◆ Requirement
From the data below, retype exactly the lines starting with the one that contains "repository f1f09520c63c90b6" and ending with the one that contains "use std::path::Path;", both included.

::: Data for analysis :::

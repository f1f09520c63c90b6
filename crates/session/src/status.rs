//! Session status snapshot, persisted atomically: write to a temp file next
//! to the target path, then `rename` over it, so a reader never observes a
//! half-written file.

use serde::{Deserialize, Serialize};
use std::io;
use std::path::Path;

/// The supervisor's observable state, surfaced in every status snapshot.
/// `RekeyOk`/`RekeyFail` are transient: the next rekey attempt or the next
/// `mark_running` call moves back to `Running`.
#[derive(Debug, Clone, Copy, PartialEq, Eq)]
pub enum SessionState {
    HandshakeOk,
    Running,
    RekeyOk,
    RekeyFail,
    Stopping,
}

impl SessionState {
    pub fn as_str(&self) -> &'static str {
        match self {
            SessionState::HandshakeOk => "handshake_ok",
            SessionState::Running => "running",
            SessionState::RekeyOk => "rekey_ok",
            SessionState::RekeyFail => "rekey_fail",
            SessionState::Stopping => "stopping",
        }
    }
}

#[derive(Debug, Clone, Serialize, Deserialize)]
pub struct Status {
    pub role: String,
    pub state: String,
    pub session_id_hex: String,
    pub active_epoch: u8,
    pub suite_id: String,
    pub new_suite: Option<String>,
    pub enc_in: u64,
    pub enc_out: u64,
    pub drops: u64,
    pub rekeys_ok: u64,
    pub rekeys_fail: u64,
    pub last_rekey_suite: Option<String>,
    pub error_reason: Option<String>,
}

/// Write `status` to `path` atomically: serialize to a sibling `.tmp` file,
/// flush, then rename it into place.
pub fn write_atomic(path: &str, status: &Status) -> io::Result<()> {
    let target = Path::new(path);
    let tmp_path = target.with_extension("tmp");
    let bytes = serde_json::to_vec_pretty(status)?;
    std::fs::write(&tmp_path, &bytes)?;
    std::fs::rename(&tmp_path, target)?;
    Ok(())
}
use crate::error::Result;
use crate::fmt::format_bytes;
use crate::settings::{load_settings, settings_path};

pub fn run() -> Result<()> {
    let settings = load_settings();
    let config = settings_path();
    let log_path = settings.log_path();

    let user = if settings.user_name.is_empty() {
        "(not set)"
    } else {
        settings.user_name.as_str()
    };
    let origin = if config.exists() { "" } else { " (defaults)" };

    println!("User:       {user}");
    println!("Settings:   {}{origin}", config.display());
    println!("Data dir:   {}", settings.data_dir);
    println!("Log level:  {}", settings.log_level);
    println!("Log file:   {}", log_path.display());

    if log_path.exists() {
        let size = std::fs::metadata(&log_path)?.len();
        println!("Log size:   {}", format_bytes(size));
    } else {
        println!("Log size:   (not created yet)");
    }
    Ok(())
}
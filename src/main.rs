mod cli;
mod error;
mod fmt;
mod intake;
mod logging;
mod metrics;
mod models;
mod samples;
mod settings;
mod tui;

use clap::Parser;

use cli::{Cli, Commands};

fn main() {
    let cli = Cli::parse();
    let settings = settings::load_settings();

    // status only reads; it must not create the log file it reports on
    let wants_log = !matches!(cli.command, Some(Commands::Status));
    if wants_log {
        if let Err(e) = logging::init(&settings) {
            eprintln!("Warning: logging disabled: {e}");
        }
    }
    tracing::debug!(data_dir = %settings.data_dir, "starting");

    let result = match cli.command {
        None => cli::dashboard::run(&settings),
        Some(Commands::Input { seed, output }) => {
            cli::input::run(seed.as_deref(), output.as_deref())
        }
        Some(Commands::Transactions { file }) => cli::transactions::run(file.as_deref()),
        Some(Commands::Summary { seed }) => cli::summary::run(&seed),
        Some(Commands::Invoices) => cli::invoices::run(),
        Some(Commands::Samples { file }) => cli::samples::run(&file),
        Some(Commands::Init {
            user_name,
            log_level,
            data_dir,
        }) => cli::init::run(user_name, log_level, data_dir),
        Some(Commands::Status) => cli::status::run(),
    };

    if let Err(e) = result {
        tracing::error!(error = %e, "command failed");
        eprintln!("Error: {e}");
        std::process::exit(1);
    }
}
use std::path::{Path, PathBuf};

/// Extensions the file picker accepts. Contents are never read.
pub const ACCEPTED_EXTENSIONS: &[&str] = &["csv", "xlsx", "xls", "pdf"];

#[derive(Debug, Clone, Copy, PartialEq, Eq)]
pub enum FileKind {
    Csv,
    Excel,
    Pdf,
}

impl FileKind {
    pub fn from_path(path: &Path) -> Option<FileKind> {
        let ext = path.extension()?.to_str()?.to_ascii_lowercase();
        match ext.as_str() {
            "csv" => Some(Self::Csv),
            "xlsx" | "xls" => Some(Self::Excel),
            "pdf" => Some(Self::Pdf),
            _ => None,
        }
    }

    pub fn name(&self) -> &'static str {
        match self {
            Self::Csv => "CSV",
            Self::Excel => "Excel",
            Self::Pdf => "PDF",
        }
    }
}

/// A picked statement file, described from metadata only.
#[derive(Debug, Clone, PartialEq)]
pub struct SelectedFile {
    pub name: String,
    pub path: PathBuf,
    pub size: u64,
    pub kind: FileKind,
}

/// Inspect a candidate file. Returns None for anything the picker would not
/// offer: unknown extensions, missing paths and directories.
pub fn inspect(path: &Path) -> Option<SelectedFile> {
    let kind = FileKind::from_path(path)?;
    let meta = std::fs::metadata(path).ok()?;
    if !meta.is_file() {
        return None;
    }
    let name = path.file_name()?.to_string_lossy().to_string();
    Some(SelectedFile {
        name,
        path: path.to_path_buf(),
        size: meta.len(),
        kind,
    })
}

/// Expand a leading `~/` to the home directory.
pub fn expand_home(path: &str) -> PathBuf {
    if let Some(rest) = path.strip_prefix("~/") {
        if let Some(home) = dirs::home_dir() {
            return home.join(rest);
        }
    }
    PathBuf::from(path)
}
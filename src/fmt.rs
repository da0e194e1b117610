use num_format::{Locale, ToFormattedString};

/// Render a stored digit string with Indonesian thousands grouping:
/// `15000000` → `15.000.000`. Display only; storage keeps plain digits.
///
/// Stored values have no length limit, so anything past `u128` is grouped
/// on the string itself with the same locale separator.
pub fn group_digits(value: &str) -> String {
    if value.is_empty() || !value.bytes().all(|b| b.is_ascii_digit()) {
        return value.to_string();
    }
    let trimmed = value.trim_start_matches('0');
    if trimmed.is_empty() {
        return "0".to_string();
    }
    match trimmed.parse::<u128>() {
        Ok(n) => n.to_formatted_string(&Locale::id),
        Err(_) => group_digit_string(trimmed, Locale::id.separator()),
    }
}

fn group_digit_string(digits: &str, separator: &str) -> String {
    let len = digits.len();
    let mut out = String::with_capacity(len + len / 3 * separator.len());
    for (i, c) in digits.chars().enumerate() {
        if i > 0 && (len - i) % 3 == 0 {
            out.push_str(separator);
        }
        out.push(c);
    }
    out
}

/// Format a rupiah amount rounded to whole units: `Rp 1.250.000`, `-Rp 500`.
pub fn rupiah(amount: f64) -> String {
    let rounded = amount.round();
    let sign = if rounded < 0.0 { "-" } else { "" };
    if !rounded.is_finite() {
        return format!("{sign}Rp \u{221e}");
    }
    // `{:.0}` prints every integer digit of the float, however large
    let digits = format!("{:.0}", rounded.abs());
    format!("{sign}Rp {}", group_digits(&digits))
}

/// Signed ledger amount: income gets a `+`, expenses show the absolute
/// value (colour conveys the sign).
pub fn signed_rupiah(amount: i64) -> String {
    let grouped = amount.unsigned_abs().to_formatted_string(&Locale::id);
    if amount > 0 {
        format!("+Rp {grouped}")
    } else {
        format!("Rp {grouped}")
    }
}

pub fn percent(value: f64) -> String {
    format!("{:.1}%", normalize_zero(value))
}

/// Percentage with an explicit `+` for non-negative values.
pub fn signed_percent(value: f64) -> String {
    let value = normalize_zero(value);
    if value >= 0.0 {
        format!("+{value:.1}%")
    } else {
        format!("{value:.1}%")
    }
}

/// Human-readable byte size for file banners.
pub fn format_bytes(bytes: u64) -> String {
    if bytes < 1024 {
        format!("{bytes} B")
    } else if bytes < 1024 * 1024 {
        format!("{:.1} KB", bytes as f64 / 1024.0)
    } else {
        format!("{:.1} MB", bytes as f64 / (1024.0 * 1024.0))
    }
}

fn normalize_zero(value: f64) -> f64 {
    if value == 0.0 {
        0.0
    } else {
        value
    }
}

:::
::: Data for analysis :::

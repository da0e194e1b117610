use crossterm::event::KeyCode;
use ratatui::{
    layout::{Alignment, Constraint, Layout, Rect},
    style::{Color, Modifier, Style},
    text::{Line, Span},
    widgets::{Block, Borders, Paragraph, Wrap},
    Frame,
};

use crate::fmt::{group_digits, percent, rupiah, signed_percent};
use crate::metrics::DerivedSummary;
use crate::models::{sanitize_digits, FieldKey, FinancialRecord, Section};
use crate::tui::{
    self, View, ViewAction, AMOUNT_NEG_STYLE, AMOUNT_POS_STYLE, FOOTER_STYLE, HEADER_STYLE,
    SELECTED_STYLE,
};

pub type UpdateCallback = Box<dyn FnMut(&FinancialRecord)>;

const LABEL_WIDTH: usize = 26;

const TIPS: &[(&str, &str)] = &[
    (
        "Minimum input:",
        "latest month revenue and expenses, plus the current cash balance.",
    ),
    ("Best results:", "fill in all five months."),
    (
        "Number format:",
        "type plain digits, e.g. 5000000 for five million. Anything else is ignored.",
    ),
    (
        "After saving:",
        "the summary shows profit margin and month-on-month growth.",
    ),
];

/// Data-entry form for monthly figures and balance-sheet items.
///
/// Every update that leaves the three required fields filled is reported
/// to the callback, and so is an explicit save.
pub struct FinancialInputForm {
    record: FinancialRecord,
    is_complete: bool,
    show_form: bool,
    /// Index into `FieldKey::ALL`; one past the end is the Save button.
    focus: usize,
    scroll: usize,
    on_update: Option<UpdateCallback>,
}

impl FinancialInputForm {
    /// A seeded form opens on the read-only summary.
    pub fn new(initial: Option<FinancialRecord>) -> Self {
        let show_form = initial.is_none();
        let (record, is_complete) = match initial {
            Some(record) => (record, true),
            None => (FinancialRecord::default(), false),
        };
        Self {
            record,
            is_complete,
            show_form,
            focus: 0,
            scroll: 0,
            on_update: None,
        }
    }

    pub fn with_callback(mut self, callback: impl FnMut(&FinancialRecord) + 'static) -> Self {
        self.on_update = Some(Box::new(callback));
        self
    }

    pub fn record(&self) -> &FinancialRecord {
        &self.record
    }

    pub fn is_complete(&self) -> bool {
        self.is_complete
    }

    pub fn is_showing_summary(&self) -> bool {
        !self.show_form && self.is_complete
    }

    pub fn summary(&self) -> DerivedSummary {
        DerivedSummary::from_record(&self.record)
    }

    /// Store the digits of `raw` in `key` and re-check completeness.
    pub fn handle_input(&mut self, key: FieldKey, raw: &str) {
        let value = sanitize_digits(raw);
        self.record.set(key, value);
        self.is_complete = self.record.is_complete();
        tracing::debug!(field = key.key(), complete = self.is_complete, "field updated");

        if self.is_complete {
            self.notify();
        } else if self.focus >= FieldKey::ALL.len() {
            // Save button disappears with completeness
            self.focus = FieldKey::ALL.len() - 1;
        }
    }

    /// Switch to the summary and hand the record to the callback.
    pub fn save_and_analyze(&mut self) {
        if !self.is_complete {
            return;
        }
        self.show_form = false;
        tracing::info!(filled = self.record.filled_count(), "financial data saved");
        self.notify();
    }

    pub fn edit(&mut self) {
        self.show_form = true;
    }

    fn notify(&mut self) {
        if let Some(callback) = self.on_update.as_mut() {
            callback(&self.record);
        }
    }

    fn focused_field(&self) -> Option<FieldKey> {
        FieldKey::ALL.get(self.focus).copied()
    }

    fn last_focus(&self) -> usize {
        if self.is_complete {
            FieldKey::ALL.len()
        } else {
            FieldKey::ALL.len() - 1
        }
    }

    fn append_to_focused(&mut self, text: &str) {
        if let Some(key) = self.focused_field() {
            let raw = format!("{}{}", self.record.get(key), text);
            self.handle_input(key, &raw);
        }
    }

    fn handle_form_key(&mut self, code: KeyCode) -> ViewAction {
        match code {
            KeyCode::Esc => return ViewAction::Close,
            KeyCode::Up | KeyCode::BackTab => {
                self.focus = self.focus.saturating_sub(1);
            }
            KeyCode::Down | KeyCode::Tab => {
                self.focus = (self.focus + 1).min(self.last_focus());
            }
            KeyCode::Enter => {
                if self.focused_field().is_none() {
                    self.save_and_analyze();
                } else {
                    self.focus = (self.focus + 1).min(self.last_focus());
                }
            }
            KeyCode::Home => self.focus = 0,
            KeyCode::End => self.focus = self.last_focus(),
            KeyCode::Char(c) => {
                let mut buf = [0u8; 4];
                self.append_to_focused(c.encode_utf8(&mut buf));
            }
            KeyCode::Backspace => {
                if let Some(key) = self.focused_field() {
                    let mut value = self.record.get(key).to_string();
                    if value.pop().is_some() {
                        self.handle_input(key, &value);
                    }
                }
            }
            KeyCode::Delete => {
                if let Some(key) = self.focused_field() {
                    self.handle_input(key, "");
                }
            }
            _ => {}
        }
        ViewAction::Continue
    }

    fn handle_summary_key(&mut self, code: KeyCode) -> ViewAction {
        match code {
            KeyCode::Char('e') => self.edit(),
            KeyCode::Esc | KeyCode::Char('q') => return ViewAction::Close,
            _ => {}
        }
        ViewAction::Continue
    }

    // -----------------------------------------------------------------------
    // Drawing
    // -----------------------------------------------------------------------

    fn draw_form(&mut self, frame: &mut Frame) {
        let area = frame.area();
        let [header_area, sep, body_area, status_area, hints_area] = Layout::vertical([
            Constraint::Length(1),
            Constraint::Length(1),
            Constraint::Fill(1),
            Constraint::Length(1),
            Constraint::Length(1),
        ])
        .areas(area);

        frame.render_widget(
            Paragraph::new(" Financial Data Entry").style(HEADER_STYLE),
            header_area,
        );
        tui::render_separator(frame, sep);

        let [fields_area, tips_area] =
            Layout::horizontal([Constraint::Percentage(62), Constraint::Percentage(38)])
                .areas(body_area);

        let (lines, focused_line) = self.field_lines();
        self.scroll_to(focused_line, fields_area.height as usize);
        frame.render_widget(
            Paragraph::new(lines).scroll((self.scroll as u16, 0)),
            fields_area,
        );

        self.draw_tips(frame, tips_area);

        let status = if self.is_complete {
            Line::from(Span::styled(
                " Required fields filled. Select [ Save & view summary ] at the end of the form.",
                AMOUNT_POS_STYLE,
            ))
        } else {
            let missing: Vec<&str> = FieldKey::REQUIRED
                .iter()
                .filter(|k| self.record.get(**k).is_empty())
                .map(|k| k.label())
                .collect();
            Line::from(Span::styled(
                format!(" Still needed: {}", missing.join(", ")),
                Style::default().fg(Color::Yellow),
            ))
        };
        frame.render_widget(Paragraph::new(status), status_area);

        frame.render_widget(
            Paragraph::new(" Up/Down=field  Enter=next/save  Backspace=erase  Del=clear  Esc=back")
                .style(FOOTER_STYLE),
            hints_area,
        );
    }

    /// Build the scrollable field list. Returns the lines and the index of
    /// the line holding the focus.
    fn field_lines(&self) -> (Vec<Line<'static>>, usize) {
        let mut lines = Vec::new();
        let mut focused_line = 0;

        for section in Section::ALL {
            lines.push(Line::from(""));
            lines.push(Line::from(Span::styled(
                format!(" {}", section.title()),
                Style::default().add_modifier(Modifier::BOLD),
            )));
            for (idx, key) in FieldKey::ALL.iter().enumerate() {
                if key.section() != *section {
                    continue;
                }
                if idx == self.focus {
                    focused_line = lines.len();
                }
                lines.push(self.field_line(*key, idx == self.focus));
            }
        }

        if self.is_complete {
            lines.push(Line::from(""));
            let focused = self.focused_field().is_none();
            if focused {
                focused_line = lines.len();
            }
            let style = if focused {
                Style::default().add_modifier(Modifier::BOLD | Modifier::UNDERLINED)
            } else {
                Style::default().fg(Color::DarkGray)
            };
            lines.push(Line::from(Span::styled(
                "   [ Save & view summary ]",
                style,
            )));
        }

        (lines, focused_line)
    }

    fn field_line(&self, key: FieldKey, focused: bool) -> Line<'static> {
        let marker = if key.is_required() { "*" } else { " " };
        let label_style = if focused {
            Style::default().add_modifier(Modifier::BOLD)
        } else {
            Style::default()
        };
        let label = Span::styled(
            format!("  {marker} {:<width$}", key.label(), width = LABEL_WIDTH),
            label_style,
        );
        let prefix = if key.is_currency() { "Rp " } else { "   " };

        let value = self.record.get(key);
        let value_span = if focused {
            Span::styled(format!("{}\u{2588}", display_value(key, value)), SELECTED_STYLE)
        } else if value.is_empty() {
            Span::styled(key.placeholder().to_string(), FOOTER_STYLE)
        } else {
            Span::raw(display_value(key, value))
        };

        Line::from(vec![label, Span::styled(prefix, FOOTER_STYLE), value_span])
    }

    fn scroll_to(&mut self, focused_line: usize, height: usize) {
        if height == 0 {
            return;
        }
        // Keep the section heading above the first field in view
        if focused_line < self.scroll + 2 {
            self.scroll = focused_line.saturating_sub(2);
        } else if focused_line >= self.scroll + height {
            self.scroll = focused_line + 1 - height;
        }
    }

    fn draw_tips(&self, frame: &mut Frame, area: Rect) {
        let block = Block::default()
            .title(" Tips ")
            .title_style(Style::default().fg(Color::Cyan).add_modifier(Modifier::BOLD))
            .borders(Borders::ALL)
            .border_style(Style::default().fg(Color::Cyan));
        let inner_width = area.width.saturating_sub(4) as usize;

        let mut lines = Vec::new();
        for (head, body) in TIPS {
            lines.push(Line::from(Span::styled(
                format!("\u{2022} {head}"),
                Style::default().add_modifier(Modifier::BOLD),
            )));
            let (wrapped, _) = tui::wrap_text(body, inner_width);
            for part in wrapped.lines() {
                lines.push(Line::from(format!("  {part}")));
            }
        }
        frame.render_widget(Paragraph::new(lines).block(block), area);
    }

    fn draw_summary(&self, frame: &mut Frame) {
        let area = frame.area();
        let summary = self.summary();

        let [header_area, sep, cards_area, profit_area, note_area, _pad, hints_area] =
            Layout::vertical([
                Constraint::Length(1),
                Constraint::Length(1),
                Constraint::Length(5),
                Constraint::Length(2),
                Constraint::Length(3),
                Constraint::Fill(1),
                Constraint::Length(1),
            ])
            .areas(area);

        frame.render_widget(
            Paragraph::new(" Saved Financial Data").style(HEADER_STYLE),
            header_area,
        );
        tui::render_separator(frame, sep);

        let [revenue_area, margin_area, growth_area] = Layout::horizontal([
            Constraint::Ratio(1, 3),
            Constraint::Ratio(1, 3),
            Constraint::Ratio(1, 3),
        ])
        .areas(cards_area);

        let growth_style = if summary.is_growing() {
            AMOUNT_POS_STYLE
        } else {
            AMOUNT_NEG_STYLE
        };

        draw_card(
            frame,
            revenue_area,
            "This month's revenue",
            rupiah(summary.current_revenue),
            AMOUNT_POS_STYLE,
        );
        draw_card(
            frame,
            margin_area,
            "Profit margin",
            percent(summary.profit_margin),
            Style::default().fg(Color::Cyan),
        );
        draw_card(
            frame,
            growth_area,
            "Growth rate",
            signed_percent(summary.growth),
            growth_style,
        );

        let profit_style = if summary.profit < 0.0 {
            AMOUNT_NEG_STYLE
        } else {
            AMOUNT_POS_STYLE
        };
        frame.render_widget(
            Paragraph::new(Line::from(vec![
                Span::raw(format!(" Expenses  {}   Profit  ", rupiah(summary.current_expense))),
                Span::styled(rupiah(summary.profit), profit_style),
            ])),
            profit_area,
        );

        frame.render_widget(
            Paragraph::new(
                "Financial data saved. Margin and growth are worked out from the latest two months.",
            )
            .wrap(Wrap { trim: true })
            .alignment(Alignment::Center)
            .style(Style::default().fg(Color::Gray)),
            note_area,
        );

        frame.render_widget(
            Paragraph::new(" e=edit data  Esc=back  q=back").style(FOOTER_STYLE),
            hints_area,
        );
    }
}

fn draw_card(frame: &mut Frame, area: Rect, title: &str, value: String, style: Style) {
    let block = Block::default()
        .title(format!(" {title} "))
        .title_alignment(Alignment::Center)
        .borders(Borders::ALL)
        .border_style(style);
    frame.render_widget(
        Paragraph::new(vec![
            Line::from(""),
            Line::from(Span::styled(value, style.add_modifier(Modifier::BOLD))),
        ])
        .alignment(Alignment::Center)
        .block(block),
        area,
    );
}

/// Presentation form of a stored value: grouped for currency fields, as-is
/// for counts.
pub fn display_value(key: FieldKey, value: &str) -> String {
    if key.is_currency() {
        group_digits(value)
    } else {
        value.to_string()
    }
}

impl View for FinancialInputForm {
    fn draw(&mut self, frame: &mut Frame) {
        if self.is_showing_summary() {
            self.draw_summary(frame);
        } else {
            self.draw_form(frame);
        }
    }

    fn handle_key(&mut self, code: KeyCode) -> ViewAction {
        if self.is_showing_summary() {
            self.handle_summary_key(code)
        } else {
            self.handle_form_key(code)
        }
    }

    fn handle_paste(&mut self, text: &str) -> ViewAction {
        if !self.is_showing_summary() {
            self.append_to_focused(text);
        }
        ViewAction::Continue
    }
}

:::

◆ Answer box
repository f1f09520c63c90b6
filename crates/session/src/status.rs
//! Session status snapshot, persisted atomically: write to a temp file next
//! to the target path, then `rename` over it, so a reader never observes a
//! half-written file.

use serde::{Deserialize, Serialize};
use std::io;
use std::path::Path;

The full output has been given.